### Activity
Where does the string "Inference" appear in the records? Copy each line that holds it.
══════════════════════════════
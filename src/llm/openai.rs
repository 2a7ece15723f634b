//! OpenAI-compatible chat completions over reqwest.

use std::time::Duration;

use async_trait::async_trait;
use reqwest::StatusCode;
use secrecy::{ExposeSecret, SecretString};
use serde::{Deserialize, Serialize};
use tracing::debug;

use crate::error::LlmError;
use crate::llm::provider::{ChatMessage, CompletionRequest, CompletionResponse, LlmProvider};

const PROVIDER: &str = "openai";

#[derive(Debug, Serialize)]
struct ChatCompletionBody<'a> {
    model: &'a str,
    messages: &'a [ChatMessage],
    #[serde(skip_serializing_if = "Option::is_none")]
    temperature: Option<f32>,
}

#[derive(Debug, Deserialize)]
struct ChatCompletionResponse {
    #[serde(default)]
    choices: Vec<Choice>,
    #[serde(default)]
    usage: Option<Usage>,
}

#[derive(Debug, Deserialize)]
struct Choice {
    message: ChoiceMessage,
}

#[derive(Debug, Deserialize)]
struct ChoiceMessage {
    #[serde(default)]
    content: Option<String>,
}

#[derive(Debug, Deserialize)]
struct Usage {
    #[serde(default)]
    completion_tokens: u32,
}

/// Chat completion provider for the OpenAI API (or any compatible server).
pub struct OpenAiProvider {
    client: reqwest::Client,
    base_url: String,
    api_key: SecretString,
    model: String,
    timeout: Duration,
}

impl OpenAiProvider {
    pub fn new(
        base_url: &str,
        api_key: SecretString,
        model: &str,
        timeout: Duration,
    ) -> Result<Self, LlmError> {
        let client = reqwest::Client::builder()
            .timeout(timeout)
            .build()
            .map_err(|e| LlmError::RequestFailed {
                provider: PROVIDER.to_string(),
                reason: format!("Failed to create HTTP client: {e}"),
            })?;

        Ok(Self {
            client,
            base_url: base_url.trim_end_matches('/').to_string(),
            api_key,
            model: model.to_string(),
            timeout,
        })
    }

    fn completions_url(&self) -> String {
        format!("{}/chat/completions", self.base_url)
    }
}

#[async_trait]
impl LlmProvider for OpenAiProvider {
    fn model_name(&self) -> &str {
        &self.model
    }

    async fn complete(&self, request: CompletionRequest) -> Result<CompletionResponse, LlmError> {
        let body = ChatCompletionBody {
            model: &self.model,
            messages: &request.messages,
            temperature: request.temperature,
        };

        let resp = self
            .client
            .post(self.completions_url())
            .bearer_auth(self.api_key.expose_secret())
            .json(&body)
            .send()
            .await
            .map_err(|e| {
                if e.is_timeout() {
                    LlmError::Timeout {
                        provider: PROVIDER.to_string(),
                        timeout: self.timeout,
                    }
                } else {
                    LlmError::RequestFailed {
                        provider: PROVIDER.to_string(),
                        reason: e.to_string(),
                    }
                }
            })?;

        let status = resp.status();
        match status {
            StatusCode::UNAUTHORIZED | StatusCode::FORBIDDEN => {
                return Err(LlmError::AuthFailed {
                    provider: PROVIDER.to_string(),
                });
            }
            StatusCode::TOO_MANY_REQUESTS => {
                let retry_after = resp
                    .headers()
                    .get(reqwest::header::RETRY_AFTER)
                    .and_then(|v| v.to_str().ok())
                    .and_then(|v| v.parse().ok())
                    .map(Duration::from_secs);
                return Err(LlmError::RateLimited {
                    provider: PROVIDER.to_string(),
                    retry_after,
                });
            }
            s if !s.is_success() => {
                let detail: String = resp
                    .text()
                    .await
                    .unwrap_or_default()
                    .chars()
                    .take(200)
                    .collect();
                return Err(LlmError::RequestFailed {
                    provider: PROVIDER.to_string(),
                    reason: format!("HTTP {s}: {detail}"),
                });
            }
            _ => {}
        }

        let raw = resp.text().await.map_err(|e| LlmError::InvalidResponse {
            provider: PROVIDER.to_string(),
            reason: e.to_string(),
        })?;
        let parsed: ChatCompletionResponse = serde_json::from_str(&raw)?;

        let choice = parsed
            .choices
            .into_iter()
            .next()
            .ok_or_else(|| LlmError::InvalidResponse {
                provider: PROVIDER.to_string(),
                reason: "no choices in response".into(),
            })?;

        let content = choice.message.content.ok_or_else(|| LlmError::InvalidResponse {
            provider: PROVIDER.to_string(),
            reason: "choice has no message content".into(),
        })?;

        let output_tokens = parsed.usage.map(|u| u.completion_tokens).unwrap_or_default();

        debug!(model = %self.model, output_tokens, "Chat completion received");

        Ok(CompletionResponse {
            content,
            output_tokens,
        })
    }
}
══════════════════════════════
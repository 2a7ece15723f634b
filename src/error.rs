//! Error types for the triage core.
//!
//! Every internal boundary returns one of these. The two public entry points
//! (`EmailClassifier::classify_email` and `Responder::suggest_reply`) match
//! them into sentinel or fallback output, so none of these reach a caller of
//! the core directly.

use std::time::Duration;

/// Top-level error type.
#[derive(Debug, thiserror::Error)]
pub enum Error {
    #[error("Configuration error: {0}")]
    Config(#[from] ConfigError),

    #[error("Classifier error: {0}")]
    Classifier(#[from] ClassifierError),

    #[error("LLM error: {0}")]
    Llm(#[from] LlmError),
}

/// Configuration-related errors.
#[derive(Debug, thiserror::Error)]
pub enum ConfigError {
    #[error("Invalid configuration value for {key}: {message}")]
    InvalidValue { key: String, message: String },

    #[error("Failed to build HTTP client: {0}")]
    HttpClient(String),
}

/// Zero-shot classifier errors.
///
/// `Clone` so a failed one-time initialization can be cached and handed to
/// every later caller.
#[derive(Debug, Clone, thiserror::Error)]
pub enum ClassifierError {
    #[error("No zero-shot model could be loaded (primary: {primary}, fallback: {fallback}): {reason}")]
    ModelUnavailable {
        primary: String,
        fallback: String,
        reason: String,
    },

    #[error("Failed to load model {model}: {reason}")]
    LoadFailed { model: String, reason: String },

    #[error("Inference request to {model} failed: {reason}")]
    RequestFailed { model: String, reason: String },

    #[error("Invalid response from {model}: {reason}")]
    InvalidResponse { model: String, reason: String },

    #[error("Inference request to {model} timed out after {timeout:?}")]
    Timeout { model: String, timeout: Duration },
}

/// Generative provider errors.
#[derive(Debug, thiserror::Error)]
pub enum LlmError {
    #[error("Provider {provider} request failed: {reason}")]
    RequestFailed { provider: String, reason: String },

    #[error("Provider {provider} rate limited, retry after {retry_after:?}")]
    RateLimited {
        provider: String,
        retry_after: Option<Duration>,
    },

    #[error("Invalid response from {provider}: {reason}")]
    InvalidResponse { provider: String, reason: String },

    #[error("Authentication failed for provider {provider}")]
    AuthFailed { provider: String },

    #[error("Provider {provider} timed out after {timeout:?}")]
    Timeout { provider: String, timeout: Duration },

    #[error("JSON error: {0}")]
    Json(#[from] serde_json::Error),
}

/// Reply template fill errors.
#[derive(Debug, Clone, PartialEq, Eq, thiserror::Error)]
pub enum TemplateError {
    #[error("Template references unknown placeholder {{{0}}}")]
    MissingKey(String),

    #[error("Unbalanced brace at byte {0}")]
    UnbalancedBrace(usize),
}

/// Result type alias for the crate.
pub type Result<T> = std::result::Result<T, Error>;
══════════════════════════════
### Answer space
    #[error("Inference request to {model} failed: {reason}")]
    #[error("Inference request to {model} timed out after {timeout:?}")]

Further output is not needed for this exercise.